_EXTRACTED ENTRIES_
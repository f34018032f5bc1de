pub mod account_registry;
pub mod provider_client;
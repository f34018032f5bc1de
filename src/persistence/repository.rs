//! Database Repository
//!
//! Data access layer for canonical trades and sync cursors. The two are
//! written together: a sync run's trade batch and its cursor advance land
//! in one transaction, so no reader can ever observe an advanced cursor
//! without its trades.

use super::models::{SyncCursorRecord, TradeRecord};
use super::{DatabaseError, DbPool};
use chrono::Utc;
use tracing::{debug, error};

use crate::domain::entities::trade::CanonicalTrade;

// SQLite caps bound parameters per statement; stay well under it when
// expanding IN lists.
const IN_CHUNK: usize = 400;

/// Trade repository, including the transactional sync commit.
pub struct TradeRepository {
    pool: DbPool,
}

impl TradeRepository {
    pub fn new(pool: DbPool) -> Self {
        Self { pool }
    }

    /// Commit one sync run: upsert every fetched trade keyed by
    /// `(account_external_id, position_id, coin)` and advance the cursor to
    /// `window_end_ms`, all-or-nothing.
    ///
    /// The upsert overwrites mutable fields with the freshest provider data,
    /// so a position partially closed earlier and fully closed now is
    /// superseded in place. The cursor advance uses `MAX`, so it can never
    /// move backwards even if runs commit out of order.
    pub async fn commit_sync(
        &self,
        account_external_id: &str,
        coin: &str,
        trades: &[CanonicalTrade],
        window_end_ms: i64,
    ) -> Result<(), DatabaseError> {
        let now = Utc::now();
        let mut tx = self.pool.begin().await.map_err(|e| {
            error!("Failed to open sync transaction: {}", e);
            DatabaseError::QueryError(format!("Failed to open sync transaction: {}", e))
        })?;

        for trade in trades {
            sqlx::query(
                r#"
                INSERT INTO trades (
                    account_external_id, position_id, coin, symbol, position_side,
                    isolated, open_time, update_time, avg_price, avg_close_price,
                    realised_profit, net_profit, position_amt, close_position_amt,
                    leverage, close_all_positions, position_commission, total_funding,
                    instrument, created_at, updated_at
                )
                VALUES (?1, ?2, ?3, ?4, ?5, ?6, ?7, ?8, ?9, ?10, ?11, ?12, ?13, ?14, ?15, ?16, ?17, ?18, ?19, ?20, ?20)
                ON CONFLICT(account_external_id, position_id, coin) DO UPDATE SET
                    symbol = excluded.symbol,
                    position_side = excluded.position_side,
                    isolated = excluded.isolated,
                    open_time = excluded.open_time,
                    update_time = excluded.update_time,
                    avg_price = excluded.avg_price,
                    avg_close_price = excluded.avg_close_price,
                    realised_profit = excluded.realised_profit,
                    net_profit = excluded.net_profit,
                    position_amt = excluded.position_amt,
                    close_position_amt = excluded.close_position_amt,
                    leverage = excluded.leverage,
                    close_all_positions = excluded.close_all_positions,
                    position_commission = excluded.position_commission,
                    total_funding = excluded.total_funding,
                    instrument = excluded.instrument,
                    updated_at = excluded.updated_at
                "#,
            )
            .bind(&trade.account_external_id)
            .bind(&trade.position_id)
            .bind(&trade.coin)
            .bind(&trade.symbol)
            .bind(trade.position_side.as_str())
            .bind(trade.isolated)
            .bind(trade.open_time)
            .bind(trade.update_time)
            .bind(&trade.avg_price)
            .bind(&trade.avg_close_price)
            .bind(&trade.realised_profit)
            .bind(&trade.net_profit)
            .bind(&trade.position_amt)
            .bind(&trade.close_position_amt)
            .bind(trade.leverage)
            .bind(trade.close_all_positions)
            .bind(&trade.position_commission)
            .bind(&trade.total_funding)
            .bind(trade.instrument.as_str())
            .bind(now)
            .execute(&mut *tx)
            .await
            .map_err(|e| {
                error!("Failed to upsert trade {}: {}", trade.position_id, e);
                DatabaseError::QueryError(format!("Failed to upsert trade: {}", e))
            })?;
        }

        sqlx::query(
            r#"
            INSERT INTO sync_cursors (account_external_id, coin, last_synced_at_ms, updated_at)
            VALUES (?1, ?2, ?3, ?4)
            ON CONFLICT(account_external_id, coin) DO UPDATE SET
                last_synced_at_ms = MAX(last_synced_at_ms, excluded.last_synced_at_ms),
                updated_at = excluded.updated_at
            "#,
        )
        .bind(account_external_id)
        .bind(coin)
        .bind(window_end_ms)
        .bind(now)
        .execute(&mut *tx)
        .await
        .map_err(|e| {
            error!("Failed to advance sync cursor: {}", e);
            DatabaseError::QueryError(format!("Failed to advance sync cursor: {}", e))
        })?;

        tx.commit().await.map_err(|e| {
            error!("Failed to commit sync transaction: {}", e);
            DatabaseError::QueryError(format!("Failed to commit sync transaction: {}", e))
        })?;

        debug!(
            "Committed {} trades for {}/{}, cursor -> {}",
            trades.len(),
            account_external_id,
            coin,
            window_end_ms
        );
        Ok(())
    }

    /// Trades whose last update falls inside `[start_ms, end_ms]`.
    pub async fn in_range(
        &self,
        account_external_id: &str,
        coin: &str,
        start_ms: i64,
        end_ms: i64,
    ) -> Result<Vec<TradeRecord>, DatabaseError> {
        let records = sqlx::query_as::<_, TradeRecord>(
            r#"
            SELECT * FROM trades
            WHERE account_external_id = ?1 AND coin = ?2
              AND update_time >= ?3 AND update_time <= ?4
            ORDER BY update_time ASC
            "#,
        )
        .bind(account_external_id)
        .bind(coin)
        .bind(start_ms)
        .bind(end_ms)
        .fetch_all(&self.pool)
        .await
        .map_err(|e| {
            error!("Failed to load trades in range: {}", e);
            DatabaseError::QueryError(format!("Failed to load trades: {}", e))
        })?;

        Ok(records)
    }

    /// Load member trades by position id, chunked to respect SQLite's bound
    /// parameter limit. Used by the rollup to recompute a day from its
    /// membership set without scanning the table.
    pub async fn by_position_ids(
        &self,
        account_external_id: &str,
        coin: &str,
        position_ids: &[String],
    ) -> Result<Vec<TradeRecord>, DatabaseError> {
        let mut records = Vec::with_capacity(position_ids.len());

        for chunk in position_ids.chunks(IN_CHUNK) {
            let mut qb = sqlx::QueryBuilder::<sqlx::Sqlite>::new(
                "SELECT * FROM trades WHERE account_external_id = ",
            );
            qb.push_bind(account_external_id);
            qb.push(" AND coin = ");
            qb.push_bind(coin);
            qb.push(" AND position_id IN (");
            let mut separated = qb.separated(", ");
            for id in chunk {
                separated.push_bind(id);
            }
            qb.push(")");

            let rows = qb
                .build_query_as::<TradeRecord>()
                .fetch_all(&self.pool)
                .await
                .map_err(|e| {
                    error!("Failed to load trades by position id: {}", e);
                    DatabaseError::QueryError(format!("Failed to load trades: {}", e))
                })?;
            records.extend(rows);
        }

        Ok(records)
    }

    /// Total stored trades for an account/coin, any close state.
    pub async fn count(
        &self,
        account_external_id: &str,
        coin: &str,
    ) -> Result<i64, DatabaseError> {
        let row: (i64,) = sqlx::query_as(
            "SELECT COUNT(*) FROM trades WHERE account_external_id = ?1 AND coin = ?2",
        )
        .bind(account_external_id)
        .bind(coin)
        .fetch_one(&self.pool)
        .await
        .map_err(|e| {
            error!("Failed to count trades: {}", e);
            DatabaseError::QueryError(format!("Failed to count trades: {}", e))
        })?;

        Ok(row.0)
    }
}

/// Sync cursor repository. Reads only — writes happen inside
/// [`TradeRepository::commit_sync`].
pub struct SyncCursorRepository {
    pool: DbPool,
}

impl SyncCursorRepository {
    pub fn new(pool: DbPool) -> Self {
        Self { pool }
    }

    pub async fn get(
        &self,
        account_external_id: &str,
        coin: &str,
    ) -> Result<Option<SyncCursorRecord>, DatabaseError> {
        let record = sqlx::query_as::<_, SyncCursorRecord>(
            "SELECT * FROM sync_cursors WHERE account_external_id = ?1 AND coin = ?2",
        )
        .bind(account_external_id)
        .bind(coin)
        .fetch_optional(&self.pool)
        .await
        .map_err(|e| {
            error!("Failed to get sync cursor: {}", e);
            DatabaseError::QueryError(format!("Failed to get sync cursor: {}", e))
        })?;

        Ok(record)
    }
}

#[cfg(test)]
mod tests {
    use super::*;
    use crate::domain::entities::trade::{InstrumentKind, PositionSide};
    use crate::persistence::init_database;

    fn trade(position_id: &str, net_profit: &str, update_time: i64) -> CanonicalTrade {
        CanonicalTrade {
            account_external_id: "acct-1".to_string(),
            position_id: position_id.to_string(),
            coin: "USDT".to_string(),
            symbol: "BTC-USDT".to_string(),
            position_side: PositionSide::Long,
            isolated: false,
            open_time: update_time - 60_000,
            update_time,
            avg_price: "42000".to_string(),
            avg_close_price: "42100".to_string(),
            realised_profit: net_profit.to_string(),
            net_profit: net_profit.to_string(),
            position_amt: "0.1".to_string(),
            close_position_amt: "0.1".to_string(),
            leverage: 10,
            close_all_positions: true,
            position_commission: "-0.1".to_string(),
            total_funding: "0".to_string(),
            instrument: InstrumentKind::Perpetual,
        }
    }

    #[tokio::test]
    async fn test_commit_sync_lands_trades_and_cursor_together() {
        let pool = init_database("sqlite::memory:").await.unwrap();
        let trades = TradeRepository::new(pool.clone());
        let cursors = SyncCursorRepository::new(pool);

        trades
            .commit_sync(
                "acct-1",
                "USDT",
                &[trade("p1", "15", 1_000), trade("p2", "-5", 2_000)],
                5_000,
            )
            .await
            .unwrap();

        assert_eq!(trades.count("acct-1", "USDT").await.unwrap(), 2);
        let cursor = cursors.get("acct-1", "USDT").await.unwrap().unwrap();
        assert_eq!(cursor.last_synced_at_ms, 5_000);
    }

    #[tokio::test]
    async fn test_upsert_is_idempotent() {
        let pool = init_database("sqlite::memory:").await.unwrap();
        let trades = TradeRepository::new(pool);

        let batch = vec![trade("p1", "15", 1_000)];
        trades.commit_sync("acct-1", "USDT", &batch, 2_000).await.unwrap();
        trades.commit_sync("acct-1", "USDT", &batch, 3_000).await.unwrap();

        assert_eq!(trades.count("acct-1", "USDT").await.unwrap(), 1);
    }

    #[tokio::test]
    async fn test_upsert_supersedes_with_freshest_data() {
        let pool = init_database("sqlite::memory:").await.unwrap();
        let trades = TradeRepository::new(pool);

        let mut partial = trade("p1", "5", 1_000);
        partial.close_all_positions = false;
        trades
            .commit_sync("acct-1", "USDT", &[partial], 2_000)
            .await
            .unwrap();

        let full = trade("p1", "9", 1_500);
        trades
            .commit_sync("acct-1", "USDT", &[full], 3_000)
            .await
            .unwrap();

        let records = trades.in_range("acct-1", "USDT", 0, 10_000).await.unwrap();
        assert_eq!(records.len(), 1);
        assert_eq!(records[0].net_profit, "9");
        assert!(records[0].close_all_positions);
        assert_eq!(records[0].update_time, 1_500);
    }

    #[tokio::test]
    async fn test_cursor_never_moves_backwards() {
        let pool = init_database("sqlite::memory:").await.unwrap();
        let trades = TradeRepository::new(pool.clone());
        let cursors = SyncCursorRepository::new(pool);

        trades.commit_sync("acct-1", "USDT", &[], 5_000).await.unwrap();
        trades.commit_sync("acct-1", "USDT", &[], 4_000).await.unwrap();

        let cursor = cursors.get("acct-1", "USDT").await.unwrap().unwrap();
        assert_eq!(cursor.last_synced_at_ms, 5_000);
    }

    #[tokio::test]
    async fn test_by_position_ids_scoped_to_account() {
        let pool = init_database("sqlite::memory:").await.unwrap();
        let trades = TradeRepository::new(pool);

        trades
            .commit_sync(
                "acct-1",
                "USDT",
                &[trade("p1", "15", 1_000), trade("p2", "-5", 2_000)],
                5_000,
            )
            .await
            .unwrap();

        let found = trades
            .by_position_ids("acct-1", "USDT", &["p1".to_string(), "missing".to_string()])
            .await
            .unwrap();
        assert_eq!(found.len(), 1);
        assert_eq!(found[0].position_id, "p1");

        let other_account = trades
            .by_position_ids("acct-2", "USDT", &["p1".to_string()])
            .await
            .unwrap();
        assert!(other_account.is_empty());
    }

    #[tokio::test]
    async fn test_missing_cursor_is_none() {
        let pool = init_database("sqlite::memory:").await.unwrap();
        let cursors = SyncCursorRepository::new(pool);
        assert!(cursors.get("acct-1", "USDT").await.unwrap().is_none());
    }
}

_WORK INSTRUCTION_
Gather up every line from the listing above in which the word "PositionSide" occurs.

_THE ANSWER_
    use crate::domain::entities::trade::{InstrumentKind, PositionSide};
            position_side: PositionSide::Long,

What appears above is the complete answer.